WORK TASK: Your task is to output the data exactly as it stands.

Stored items:
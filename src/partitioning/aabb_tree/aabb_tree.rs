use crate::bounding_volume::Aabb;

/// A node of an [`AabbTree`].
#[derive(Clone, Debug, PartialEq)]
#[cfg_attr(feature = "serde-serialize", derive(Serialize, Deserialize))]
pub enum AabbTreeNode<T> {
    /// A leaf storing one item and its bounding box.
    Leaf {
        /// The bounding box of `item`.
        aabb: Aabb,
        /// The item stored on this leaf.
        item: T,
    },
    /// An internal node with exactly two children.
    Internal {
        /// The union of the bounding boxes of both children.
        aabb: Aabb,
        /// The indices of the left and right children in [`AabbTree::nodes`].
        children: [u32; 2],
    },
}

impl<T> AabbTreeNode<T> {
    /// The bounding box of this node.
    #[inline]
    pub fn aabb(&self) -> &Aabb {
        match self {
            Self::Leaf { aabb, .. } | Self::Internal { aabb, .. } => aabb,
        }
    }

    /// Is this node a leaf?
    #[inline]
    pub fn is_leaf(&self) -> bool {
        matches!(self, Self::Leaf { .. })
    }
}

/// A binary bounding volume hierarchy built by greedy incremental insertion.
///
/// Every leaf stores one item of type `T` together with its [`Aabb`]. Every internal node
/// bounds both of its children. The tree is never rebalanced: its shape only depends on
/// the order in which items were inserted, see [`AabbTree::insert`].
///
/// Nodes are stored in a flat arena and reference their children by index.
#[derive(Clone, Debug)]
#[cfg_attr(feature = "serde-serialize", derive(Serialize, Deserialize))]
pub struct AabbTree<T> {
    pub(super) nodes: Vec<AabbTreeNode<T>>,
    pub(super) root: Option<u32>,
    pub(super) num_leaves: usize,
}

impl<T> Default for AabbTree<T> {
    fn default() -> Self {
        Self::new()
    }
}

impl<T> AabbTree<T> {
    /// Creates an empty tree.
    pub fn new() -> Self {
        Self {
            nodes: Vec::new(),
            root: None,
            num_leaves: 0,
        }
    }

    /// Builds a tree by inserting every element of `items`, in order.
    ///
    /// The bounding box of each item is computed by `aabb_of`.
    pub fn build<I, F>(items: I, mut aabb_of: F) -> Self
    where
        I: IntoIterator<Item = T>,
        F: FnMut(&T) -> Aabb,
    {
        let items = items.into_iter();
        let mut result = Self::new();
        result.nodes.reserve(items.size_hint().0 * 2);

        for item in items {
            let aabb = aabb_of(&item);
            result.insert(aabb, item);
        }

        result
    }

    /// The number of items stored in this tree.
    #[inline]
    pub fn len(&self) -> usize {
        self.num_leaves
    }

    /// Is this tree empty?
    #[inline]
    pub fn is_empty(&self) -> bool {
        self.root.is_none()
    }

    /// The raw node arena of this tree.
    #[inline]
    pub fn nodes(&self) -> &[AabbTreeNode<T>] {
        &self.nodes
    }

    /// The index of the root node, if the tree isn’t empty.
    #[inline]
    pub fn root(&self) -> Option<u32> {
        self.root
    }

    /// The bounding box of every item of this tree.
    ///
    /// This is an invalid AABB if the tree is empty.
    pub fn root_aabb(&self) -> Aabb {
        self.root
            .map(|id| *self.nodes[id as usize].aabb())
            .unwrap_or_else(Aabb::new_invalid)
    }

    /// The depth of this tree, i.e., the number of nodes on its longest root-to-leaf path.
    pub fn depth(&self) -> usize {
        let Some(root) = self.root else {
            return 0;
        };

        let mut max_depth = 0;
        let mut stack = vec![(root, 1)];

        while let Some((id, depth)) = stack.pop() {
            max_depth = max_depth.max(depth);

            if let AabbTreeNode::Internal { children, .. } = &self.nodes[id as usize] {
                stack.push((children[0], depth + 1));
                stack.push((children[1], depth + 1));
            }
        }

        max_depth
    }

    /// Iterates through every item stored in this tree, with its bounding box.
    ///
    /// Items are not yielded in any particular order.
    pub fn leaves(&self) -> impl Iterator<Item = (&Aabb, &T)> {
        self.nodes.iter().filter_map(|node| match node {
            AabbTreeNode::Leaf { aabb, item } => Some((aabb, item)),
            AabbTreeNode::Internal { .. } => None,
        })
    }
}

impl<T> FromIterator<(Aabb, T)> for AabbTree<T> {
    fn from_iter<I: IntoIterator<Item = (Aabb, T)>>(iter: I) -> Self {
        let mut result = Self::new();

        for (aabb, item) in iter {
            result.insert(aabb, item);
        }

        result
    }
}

EXERCISE RESULT:
filename src/partitioning/aabb_tree/aabb_tree.rs
use crate::bounding_volume::Aabb;

/// A node of an [`AabbTree`].
#[derive(Clone, Debug, PartialEq)]
#[cfg_attr(feature = "serde-serialize", derive(Serialize, Deserialize))]
pub enum AabbTreeNode<T> {
    /// A leaf storing one item and its bounding box.
    Leaf {
        /// The bounding box of `item`.
        aabb: Aabb,
        /// The item stored on this leaf.
        item: T,
    },
    /// An internal node with exactly two children.
    Internal {
        /// The union of the bounding boxes of both children.
        aabb: Aabb,
        /// The indices of the left and right children in [`AabbTree::nodes`].
        children: [u32; 2],
    },
}

impl<T> AabbTreeNode<T> {
    /// The bounding box of this node.
    #[inline]
    pub fn aabb(&self) -> &Aabb {
        match self {
            Self::Leaf { aabb, .. } | Self::Internal { aabb, .. } => aabb,
        }
    }

    /// Is this node a leaf?
    #[inline]
    pub fn is_leaf(&self) -> bool {
        matches!(self, Self::Leaf { .. })
    }
}

/// A binary bounding volume hierarchy built by greedy incremental insertion.
///
/// Every leaf stores one item of type `T` together with its [`Aabb`]. Every internal node
/// bounds both of its children. The tree is never rebalanced: its shape only depends on
/// the order in which items were inserted, see [`AabbTree::insert`].
///
/// Nodes are stored in a flat arena and reference their children by index.
#[derive(Clone, Debug)]
#[cfg_attr(feature = "serde-serialize", derive(Serialize, Deserialize))]
pub struct AabbTree<T> {
    pub(super) nodes: Vec<AabbTreeNode<T>>,
    pub(super) root: Option<u32>,
    pub(super) num_leaves: usize,
}

impl<T> Default for AabbTree<T> {
    fn default() -> Self {
        Self::new()
    }
}

impl<T> AabbTree<T> {
    /// Creates an empty tree.
    pub fn new() -> Self {
        Self {
            nodes: Vec::new(),
            root: None,
            num_leaves: 0,
        }
    }

    /// Builds a tree by inserting every element of `items`, in order.
    ///
    /// The bounding box of each item is computed by `aabb_of`.
    pub fn build<I, F>(items: I, mut aabb_of: F) -> Self
    where
        I: IntoIterator<Item = T>,
        F: FnMut(&T) -> Aabb,
    {
        let items = items.into_iter();
        let mut result = Self::new();
        result.nodes.reserve(items.size_hint().0 * 2);

        for item in items {
            let aabb = aabb_of(&item);
            result.insert(aabb, item);
        }

        result
    }

    /// The number of items stored in this tree.
    #[inline]
    pub fn len(&self) -> usize {
        self.num_leaves
    }

    /// Is this tree empty?
    #[inline]
    pub fn is_empty(&self) -> bool {
        self.root.is_none()
    }

    /// The raw node arena of this tree.
    #[inline]
    pub fn nodes(&self) -> &[AabbTreeNode<T>] {
        &self.nodes
    }

    /// The index of the root node, if the tree isn’t empty.
    #[inline]
    pub fn root(&self) -> Option<u32> {
        self.root
    }

    /// The bounding box of every item of this tree.
    ///
    /// This is an invalid AABB if the tree is empty.
    pub fn root_aabb(&self) -> Aabb {
        self.root
            .map(|id| *self.nodes[id as usize].aabb())
            .unwrap_or_else(Aabb::new_invalid)
    }

    /// The depth of this tree, i.e., the number of nodes on its longest root-to-leaf path.
    pub fn depth(&self) -> usize {
        let Some(root) = self.root else {
            return 0;
        };

        let mut max_depth = 0;
        let mut stack = vec![(root, 1)];

        while let Some((id, depth)) = stack.pop() {
            max_depth = max_depth.max(depth);

            if let AabbTreeNode::Internal { children, .. } = &self.nodes[id as usize] {
                stack.push((children[0], depth + 1));
                stack.push((children[1], depth + 1));
            }
        }

        max_depth
    }

    /// Iterates through every item stored in this tree, with its bounding box.
    ///
    /// Items are not yielded in any particular order.
    pub fn leaves(&self) -> impl Iterator<Item = (&Aabb, &T)> {
        self.nodes.iter().filter_map(|node| match node {
            AabbTreeNode::Leaf { aabb, item } => Some((aabb, item)),
            AabbTreeNode::Internal { .. } => None,
        })
    }
}

impl<T> FromIterator<(Aabb, T)> for AabbTree<T> {
    fn from_iter<I: IntoIterator<Item = (Aabb, T)>>(iter: I) -> Self {
        let mut result = Self::new();

        for (aabb, item) in iter {
            result.insert(aabb, item);
        }

        result
    }
}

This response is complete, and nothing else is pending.